Fig. 6.1. A simple dimorphic life cycle represented by the aquatic bacterium Caulobacter crescentus. Morphogenesis, cell cycle stages (G₁, S, G₂), and certain associated biochemical activities are shown as a function of time. (The shaded cells contain a response regulator, CtrA.) During each cell cycle a flagellated, swimming cell (swarmer) and an ultimately stalked, sessile cell are produced. Following a motile phase, the swarmer sheds its flagellum and an adhesive holdfast is produced cementing the cell to the substratum, following which a stalk is synthesized at the holdfast pole. Interestingly, through its role in cell elongation the stalk enhances nutrient uptake, advantageous in oligotrophic waters (see Wagner and Brun 2007). From Laub et al. (2000); reproduced from Science by permission of The American Association for the Advancement of Science, ©2000

The molecular genetic underpinning of this Caulobacter life cycle and the morphological transitions, particularly with respect to regulatory proteins, are known to some extent and are probably quite analogous in both prokaryotes and multicellular eukaryotes (Jiang et al. 2014). Other prokaryotes may exhibit multiple alternative states (myxobacteria discussed in 7Chap. 4) or differentiate specialized cell types (e.g., akinetes and heterocysts in the filamentous cyanobacteria) (Dworkin 1985).

Thus, ‘development’ in the bacterial cycle consists largely of significant transitions in function and, in some species, the morphological changes between alternative cell types in response to environmental signals. This sequencing and the diversity of prokaryotic life cycles are discussed by Dworkin (1985, 2006) and Brun and Shimkets (2000). These seemingly simple changes are the prokaryotic counterpart to morphological complexity and developmental staging in eukaryotes. Remarkably, however complex the life cycle ultimately becomes in multicellular macroorganisms, it characteristically if not universally incorporates, sooner or later, at least one single-cell stage (typically the spore and/or zygote; apparent exceptions to this principle are discussed by Grosberg and Strathmann 2007). The significance of passage through a single-celled stage is discussed in a later section, below.

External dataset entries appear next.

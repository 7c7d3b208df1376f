// Face detection, landmark and expression inference

use std::path::Path;
use std::sync::Mutex;

use ndarray::Array4;
use opencv::core::{Mat, Rect, Size, Vector};
use opencv::imgproc;
use opencv::objdetect::CascadeClassifier;
use opencv::prelude::*;
use ort::session::Session;
use ort::value::Value;
use tracing::{debug, error, warn};

use crate::config::ModelsConfig;
use crate::error::{MoodMirrorError, Result};
use crate::models::{BoundingBox, Detection, ExpressionScores, Frame, Point};

/// Classifier output order (HSEmotion 8-class head)
pub const EXPRESSION_LABELS: [&str; 8] = [
    "angry",
    "disgusted",
    "fearful",
    "happy",
    "sad",
    "surprised",
    "neutral",
    "contempt",
];

const LANDMARK_INPUT: usize = 112;
const LANDMARK_POINTS: usize = 68;
const EXPRESSION_INPUT: usize = 260;

/// Anything that can turn a frame into face detections.
///
/// Implementations block; callers run them off the async executor.
pub trait FaceModel: Send + Sync {
    fn detect(&self, frame: &Frame) -> Result<Vec<Detection>>;
}

/// Face detector using OpenCV Haar Cascade
pub struct FaceDetector {
    classifier: Mutex<CascadeClassifier>,
}

impl FaceDetector {
    /// Loads the Haar Cascade classifier
    pub fn new(cascade_path: &Path) -> Result<Self> {
        let path = cascade_path.to_string_lossy();
        let classifier = CascadeClassifier::new(&path).map_err(|e| {
            error!("Failed to load Haar Cascade: {}", e);
            MoodMirrorError::ModelLoad(format!("Haar Cascade load failed: {e}"))
        })?;

        if classifier.empty()? {
            return Err(MoodMirrorError::ModelLoad(format!(
                "Haar Cascade classifier is empty: {path}"
            )));
        }

        Ok(Self {
            classifier: Mutex::new(classifier),
        })
    }

    /// Detects faces and returns their rectangles with the grayscale frame
    fn detect_faces(&self, frame: &Frame) -> Result<(Mat, Vec<Rect>)> {
        let mat = Mat::from_slice(&frame.data).map_err(|e| {
            MoodMirrorError::FaceDetection(format!("Failed to create Mat: {e}"))
        })?;

        let mat = mat.reshape(3, frame.height as i32).map_err(|e| {
            MoodMirrorError::FaceDetection(format!("Failed to reshape Mat: {e}"))
        })?;

        let mut gray = Mat::default();
        imgproc::cvt_color_def(&mat, &mut gray, imgproc::COLOR_RGB2GRAY).map_err(|e| {
            MoodMirrorError::FaceDetection(format!("Failed to convert to grayscale: {e}"))
        })?;

        let mut faces = Vector::<Rect>::new();
        let mut classifier = self
            .classifier
            .lock()
            .map_err(|_| MoodMirrorError::FaceDetection("Classifier lock poisoned".to_string()))?;
        classifier
            .detect_multi_scale(
                &gray,
                &mut faces,
                1.1,               // scale factor
                5,                 // min neighbors
                0,                 // flags
                Size::new(40, 40), // min size
                Size::new(0, 0),   // no max size
            )
            .map_err(|e| MoodMirrorError::FaceDetection(format!("Face detection failed: {e}")))?;

        Ok((gray, faces.to_vec()))
    }
}

/// Crops a face from the grayscale frame and turns it into a normalised
/// `[1, 3, side, side]` RGB tensor.
fn face_tensor(gray: &Mat, rect: Rect, side: usize) -> Result<Array4<f32>> {
    let face_roi = Mat::roi(gray, rect).map_err(|e| {
        MoodMirrorError::FrameProcessing(format!("Failed to crop face region: {e}"))
    })?;

    // Clone the ROI so the crop is continuous in memory
    let face = face_roi.try_clone().map_err(|e| {
        MoodMirrorError::FrameProcessing(format!("Failed to clone face ROI: {e}"))
    })?;

    let mut rgb = Mat::default();
    imgproc::cvt_color_def(&face, &mut rgb, imgproc::COLOR_GRAY2RGB).map_err(|e| {
        MoodMirrorError::FrameProcessing(format!("Failed to convert to RGB: {e}"))
    })?;

    let mut resized = Mat::default();
    imgproc::resize(
        &rgb,
        &mut resized,
        Size::new(side as i32, side as i32),
        0.0,
        0.0,
        imgproc::INTER_LINEAR,
    )
    .map_err(|e| MoodMirrorError::FrameProcessing(format!("Failed to resize face: {e}")))?;

    let data = resized.data_bytes().map_err(|e| {
        MoodMirrorError::FrameProcessing(format!("Failed to get resized data: {e}"))
    })?;

    // HWC bytes -> CHW floats in [0, 1]
    let mut chw = vec![0.0f32; 3 * side * side];
    for h in 0..side {
        for w in 0..side {
            for c in 0..3 {
                let hwc_idx = (h * side + w) * 3 + c;
                let chw_idx = c * (side * side) + h * side + w;
                chw[chw_idx] = data[hwc_idx] as f32 / 255.0;
            }
        }
    }

    Array4::from_shape_vec((1, 3, side, side), chw)
        .map_err(|e| MoodMirrorError::Inference(format!("Failed to create input array: {e}")))
}

fn load_session(path: &Path) -> Result<Session> {
    Session::builder()
        .map_err(|e| MoodMirrorError::ModelLoad(format!("Failed to create session builder: {e}")))?
        .commit_from_file(path)
        .map_err(|e| {
            error!("Failed to load ONNX model {}: {}", path.display(), e);
            MoodMirrorError::ModelLoad(format!("ONNX model load failed ({}): {e}", path.display()))
        })
}

/// Runs a single-input session and returns the first output as a flat slice
fn run_first_output(session: &Mutex<Session>, input: Array4<f32>) -> Result<Vec<f32>> {
    let input_tensor = Value::from_array(input).map_err(|e| {
        MoodMirrorError::OnnxRuntime(format!("Failed to create input tensor: {e}"))
    })?;

    let mut session = session
        .lock()
        .map_err(|_| MoodMirrorError::Inference("Session lock poisoned".to_string()))?;
    let outputs = session.run(ort::inputs![input_tensor]).map_err(|e| {
        error!("ONNX inference failed: {}", e);
        MoodMirrorError::OnnxRuntime(format!("Inference failed: {e}"))
    })?;

    let (_, output_value) = outputs
        .iter()
        .next()
        .ok_or_else(|| MoodMirrorError::OnnxRuntime("No output from model".to_string()))?;

    let (_, data) = output_value.try_extract_tensor::<f32>().map_err(|e| {
        MoodMirrorError::OnnxRuntime(format!("Failed to extract output tensor: {e}"))
    })?;

    Ok(data.to_vec())
}

/// 68-point landmark regressor (outputs coordinates relative to the crop)
pub struct LandmarkPredictor {
    session: Mutex<Session>,
}

impl LandmarkPredictor {
    pub fn new(model_path: &Path) -> Result<Self> {
        Ok(Self {
            session: Mutex::new(load_session(model_path)?),
        })
    }

    /// Predicts landmarks for one face, in frame coordinates
    pub fn predict(&self, gray: &Mat, rect: Rect) -> Result<Vec<Point>> {
        let input = face_tensor(gray, rect, LANDMARK_INPUT)?;
        let raw = run_first_output(&self.session, input)?;
        Ok(landmarks_from_output(&raw, rect))
    }
}

/// Maps crop-relative `[x0, y0, x1, y1, ...]` into frame coordinates
fn landmarks_from_output(raw: &[f32], rect: Rect) -> Vec<Point> {
    if raw.len() < LANDMARK_POINTS * 2 {
        warn!(
            "Landmark model returned {} values, expected {}",
            raw.len(),
            LANDMARK_POINTS * 2
        );
    }
    raw.chunks_exact(2)
        .take(LANDMARK_POINTS)
        .map(|xy| {
            Point::new(
                rect.x as f32 + xy[0] * rect.width as f32,
                rect.y as f32 + xy[1] * rect.height as f32,
            )
        })
        .collect()
}

/// Expression classifier using ONNX Runtime
pub struct ExpressionClassifier {
    session: Mutex<Session>,
}

impl ExpressionClassifier {
    pub fn new(model_path: &Path) -> Result<Self> {
        Ok(Self {
            session: Mutex::new(load_session(model_path)?),
        })
    }

    /// Full probability distribution for one face
    pub fn classify(&self, gray: &Mat, rect: Rect) -> Result<ExpressionScores> {
        let input = face_tensor(gray, rect, EXPRESSION_INPUT)?;
        let logits = run_first_output(&self.session, input)?;
        Ok(scores_from_logits(&logits))
    }
}

/// Softmax over the logits, labelled in classifier order
fn scores_from_logits(logits: &[f32]) -> ExpressionScores {
    if logits.len() != EXPRESSION_LABELS.len() {
        warn!(
            "Expression model returned {} logits, expected {}",
            logits.len(),
            EXPRESSION_LABELS.len()
        );
    }
    let max_logit = logits.iter().cloned().fold(f32::NEG_INFINITY, f32::max);
    let exp_sum: f32 = logits.iter().map(|&x| (x - max_logit).exp()).sum();

    EXPRESSION_LABELS
        .iter()
        .zip(logits)
        .map(|(label, &x)| (*label, (x - max_logit).exp() / exp_sum))
        .collect()
}

/// Detector, landmark predictor and expression classifier together
pub struct OnnxFaceModel {
    detector: FaceDetector,
    landmarks: LandmarkPredictor,
    classifier: ExpressionClassifier,
}

impl OnnxFaceModel {
    /// Loads all three artifacts named in the models configuration
    pub fn load(config: &ModelsConfig) -> Result<Self> {
        let detector_path = require_artifact(&config.detector_path())?;
        let landmarks_path = require_artifact(&config.landmarks_path())?;
        let expressions_path = require_artifact(&config.expressions_path())?;

        Ok(Self {
            detector: FaceDetector::new(&detector_path)?,
            landmarks: LandmarkPredictor::new(&landmarks_path)?,
            classifier: ExpressionClassifier::new(&expressions_path)?,
        })
    }
}

fn require_artifact(path: &Path) -> Result<std::path::PathBuf> {
    if path.is_file() {
        Ok(path.to_path_buf())
    } else {
        Err(MoodMirrorError::ModelLoad(format!(
            "Model artifact not found: {}",
            path.display()
        )))
    }
}

impl FaceModel for OnnxFaceModel {
    fn detect(&self, frame: &Frame) -> Result<Vec<Detection>> {
        let (gray, faces) = self.detector.detect_faces(frame)?;
        debug!("Detected {} face(s)", faces.len());

        let mut detections = Vec::with_capacity(faces.len());
        for rect in faces {
            let landmarks = match self.landmarks.predict(&gray, rect) {
                Ok(points) => points,
                Err(e) => {
                    warn!("Landmark prediction failed: {}", e);
                    Vec::new()
                }
            };
            let expressions = self.classifier.classify(&gray, rect)?;
            detections.push(Detection::new(
                BoundingBox::new(
                    rect.x as f32,
                    rect.y as f32,
                    rect.width as f32,
                    rect.height as f32,
                ),
                landmarks,
                expressions,
            ));
        }

        Ok(detections)
    }
}

#[cfg(test)]
mod tests {
    use super::*;

    #[test]
    fn softmax_keeps_label_order() {
        let scores = scores_from_logits(&[0.0, 0.0, 0.0, 5.0, 0.0, 0.0, 0.0, 0.0]);
        let labels: Vec<_> = scores.iter().map(|(l, _)| l).collect();
        assert_eq!(labels, EXPRESSION_LABELS);
        assert_eq!(scores.dominant().map(|(l, _)| l), Some("happy"));

        let total: f32 = scores.iter().map(|(_, p)| p).sum();
        assert!((total - 1.0).abs() < 1e-5);
    }

    #[test]
    fn landmarks_map_into_frame() {
        let rect = Rect::new(100, 50, 200, 100);
        let raw: Vec<f32> = (0..LANDMARK_POINTS).flat_map(|_| [0.5, 1.0]).collect();
        let points = landmarks_from_output(&raw, rect);
        assert_eq!(points.len(), LANDMARK_POINTS);
        assert_eq!(points[0], Point::new(200.0, 150.0));
    }

    #[test]
    fn missing_artifact_names_the_file() {
        let config = ModelsConfig {
            dir: std::path::PathBuf::from("/definitely/not/here"),
            ..ModelsConfig::default()
        };
        let err = match OnnxFaceModel::load(&config) {
            Err(e) => e,
            Ok(_) => panic!("load should fail"),
        };
        assert!(err.to_string().contains("haarcascade_frontalface_default.xml"));
    }
}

Embellishment on the rudimentary life cycle described above evolved in tandem with increasing complexity accompanying multicellularity. For example, in the case of plants, distinct phases include the zygote; post-zygotic development; seed dormancy; germination (often equated with birth); juvenile (vegetative) development; staging of reproduction and longevity as an annual, biennial, or perennial; senescence or lack thereof; and death (Harper and White 1974). Harper (1977, p. 519; see also Niklas and Kutschera 2010) further identifies 10 life cycles among flowering plants with respect to their fertility schedules.

Animals display similarly diverse cycles, among the most dramatic being those of insects with complete metamorphosis. Buss (1987, pp. 165-167) developed seven sets of traits (based on such factors as the nature of the cell enclosure, ploidy, presence of germline sequestration, etc.). If all permutations were possible some 972 life cycles would result; in practice there are specific conditions that influence others and whether or not there can be compensations.

Fig. 6.2. A simplified eukaryotic life cycle, typified here by a protist, showing a sexual phase beginning with a single-celled, diploid zygote and a vegetative phase beginning with a single-celled, haploid spore that links the two phases. Note the seminal role of the unicellular state. From Bell and Koufopanou (1991); reproduced from the Philosophical Transactions of the Royal Society of London B by permission of The Royal Society, ©1991

This reduces the feasible number to a much smaller, though still sizable, subset of a couple of dozen or so and these are based only on the specific conditions chosen by Buss. Clearly, the actual number of life cycles, though numerous, is a subset of the very many theoretically possible, suggesting constraints. A generalized life cycle for multicellular organisms is shown in Fig. 6.2 though there are many variations on the basic theme (e.g., Bell 1994).